Show all lines below holding the string "HeaderMap".
==== Supplied data
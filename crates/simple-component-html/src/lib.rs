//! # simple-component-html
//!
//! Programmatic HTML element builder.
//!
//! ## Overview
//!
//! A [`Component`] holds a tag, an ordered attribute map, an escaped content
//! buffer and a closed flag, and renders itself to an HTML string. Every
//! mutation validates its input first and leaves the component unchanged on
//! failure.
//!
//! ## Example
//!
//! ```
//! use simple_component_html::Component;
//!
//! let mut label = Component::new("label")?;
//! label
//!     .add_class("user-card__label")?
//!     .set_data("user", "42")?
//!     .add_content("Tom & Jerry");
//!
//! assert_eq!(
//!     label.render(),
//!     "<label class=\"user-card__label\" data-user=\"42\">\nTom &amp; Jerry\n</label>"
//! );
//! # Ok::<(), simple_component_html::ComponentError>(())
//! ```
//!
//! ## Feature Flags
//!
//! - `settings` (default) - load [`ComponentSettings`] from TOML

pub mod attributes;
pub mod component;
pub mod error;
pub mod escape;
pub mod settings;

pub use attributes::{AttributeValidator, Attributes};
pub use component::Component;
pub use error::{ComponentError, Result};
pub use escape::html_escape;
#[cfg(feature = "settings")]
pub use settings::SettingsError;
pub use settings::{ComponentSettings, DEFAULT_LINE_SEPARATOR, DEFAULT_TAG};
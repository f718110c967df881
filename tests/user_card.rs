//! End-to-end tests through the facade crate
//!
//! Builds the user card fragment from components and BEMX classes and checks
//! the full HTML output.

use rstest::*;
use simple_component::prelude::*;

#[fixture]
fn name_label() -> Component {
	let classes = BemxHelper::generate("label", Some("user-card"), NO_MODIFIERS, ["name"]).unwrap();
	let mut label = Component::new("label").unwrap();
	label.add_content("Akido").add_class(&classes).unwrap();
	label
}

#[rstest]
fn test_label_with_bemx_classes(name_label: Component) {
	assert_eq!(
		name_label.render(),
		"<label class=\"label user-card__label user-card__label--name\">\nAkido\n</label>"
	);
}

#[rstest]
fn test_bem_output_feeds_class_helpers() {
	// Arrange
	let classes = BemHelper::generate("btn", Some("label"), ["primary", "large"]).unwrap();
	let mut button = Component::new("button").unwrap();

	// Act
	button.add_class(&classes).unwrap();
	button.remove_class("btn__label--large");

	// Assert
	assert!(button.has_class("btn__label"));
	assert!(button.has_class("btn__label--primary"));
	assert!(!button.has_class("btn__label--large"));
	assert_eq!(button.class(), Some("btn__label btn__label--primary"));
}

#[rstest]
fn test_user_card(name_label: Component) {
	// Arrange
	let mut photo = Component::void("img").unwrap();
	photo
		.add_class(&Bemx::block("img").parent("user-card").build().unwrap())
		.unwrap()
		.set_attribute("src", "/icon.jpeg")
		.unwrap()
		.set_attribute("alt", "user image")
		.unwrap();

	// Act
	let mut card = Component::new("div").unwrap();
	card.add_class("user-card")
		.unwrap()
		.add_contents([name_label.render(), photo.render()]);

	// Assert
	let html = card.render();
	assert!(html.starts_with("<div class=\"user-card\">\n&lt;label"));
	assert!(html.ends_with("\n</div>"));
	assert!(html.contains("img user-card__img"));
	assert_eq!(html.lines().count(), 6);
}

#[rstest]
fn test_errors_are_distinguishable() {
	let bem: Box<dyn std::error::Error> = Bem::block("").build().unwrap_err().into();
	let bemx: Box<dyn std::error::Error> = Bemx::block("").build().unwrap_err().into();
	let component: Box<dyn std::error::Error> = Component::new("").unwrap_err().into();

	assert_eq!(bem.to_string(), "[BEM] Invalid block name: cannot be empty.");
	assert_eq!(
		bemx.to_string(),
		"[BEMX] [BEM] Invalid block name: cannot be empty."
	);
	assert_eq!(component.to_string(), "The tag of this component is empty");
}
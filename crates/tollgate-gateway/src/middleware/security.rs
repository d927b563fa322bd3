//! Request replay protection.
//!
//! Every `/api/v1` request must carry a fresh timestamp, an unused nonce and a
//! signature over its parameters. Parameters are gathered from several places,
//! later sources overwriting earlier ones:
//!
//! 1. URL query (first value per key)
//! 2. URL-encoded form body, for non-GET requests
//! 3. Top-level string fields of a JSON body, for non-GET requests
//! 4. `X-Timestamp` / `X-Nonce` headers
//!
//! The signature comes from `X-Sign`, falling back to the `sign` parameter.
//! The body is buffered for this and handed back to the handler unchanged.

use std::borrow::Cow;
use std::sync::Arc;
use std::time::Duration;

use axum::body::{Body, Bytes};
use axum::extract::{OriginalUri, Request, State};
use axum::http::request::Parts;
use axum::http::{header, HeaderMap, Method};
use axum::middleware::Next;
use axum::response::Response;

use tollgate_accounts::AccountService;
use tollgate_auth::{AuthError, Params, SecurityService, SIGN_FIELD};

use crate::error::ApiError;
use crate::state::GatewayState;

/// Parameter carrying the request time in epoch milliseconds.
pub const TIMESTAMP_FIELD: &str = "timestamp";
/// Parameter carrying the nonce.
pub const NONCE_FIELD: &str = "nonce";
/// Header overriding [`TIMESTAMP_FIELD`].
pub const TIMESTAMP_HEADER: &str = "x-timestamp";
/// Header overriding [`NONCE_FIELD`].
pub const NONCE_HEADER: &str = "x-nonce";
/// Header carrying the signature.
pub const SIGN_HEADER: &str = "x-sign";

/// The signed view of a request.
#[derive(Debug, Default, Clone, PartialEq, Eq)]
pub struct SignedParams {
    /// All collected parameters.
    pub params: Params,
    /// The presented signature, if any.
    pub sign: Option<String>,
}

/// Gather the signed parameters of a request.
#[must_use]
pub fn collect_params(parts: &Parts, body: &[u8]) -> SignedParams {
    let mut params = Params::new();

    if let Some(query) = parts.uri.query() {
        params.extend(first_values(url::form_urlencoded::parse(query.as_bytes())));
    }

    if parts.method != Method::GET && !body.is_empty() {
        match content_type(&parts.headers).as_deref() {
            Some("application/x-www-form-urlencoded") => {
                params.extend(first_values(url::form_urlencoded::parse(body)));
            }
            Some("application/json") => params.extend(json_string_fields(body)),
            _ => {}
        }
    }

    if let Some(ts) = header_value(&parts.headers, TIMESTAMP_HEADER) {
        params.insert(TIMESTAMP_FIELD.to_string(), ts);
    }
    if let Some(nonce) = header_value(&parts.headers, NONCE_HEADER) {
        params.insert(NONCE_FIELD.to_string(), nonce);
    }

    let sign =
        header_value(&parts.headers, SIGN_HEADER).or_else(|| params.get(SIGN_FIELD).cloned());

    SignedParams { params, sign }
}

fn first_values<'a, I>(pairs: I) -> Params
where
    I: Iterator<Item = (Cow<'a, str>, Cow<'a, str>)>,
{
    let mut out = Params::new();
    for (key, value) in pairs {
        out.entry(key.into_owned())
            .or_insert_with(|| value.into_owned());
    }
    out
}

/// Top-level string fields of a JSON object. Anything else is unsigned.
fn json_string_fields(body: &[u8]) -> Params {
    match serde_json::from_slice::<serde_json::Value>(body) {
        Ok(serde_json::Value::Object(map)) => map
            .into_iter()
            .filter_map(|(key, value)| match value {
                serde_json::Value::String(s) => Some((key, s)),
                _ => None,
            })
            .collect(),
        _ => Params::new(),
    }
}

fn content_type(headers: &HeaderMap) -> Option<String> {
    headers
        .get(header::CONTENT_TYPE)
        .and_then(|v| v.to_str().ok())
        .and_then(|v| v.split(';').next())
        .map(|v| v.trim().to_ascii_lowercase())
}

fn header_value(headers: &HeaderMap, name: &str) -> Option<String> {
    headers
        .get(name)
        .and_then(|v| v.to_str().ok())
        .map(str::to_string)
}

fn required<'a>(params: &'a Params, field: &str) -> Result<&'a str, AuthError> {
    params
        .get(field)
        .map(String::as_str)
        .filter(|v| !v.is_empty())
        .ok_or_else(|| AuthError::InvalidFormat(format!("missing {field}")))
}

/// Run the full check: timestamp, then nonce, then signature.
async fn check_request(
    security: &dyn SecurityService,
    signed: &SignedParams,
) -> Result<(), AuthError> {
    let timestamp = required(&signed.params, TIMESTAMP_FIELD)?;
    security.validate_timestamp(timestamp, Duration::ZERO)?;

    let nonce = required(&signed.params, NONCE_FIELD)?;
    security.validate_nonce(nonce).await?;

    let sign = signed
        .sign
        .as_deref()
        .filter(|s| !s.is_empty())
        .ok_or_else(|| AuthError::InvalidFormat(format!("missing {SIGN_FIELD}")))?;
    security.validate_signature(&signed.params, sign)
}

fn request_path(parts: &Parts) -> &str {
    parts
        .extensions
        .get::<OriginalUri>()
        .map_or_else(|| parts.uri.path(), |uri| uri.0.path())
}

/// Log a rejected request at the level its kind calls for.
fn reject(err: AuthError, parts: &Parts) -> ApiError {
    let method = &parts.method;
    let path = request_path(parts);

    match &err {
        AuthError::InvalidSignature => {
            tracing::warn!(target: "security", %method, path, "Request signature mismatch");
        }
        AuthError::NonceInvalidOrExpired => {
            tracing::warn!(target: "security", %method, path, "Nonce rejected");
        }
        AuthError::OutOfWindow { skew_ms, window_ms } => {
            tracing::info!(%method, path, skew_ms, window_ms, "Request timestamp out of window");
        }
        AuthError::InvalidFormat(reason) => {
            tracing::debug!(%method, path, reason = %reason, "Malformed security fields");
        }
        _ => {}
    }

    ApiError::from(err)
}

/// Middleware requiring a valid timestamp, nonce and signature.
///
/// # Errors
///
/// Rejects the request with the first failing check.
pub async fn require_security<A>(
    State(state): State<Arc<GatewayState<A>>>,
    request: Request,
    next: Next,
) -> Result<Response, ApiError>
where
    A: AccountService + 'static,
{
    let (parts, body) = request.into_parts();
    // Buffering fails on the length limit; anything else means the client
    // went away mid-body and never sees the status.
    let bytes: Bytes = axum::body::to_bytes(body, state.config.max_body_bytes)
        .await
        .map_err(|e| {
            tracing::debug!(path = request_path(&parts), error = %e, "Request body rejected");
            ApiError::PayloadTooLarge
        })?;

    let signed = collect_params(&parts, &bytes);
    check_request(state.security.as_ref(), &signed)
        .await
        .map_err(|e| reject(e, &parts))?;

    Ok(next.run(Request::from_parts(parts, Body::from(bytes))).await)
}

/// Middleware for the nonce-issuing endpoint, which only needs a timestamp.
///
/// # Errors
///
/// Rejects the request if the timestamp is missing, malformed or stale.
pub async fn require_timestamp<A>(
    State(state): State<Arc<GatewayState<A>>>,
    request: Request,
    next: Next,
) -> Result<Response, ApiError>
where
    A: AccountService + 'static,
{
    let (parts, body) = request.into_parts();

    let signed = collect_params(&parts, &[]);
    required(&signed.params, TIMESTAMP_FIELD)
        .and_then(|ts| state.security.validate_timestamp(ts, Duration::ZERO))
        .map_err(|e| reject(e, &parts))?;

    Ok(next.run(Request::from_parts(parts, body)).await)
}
========
:: Solution to the problem ::
use axum::http::{header, HeaderMap, Method};
fn content_type(headers: &HeaderMap) -> Option<String> {
fn header_value(headers: &HeaderMap, name: &str) -> Option<String> {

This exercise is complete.